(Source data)
Start of Block

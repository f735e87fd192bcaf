use crate::id::{PageId, TableId};
use crate::pager::PAGE_SIZE;
use anyhow::anyhow;
use std::collections::HashMap;
use std::fs::File;
use std::io::{Read, Seek, SeekFrom, Write};

/// Owns the data file of every open table and performs the actual page I/O for the buffer
/// pool.
pub(crate) struct FileManager {
    files: HashMap<TableId, File>,
}

impl FileManager {
    pub(crate) fn new() -> Self {
        Self {
            files: HashMap::default(),
        }
    }

    pub(crate) fn register(&mut self, table: TableId, file: File) {
        let old = self.files.insert(table, file);
        assert!(old.is_none(), "table {table:?} is already registered");
    }

    pub(crate) fn unregister(&mut self, table: TableId) -> Option<File> {
        self.files.remove(&table)
    }

    fn file(&mut self, table: TableId) -> anyhow::Result<&mut File> {
        self.files
            .get_mut(&table)
            .ok_or_else(|| anyhow!("table {table:?} has no open file"))
    }

    /// Fills `buff` with the page content. Returns false when the page lies beyond the end of
    /// the file, in which case `buff` is left untouched.
    pub(crate) fn read_page(
        &mut self,
        table: TableId,
        pgid: PageId,
        buff: &mut [u8],
    ) -> anyhow::Result<bool> {
        assert_eq!(PAGE_SIZE, buff.len());
        let f = self.file(table)?;
        let file_size = f.metadata()?.len();
        let min_size = pgid.offset() + PAGE_SIZE as u64;
        if min_size > file_size {
            return Ok(false);
        }
        f.seek(SeekFrom::Start(pgid.offset()))?;
        f.read_exact(buff)?;
        Ok(true)
    }

    pub(crate) fn write_page(
        &mut self,
        table: TableId,
        pgid: PageId,
        buff: &[u8],
    ) -> anyhow::Result<()> {
        assert_eq!(PAGE_SIZE, buff.len());
        let f = self.file(table)?;
        let file_size = f.metadata()?.len();
        let min_size = pgid.offset() + PAGE_SIZE as u64;
        if min_size > file_size {
            f.set_len(min_size)?;
        }
        f.seek(SeekFrom::Start(pgid.offset()))?;
        f.write_all(buff)?;
        Ok(())
    }

    pub(crate) fn set_len(&mut self, table: TableId, page_count: u64) -> anyhow::Result<()> {
        let f = self.file(table)?;
        f.set_len(page_count * PAGE_SIZE as u64)?;
        Ok(())
    }

    pub(crate) fn sync(&mut self, table: TableId) -> anyhow::Result<()> {
        self.file(table)?.sync_all()?;
        Ok(())
    }

    pub(crate) fn tables(&self) -> Vec<TableId> {
        self.files.keys().copied().collect()
    }
}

End of Block

(THE PROBLEM): Output exactly the lines from the one containing "self.file(table)?.sync_all()?;" through the last line of the entries, both ends included.

(RESPONSE TO THE TASK):
        self.file(table)?.sync_all()?;
        Ok(())
    }

    pub(crate) fn tables(&self) -> Vec<TableId> {
        self.files.keys().copied().collect()
    }
}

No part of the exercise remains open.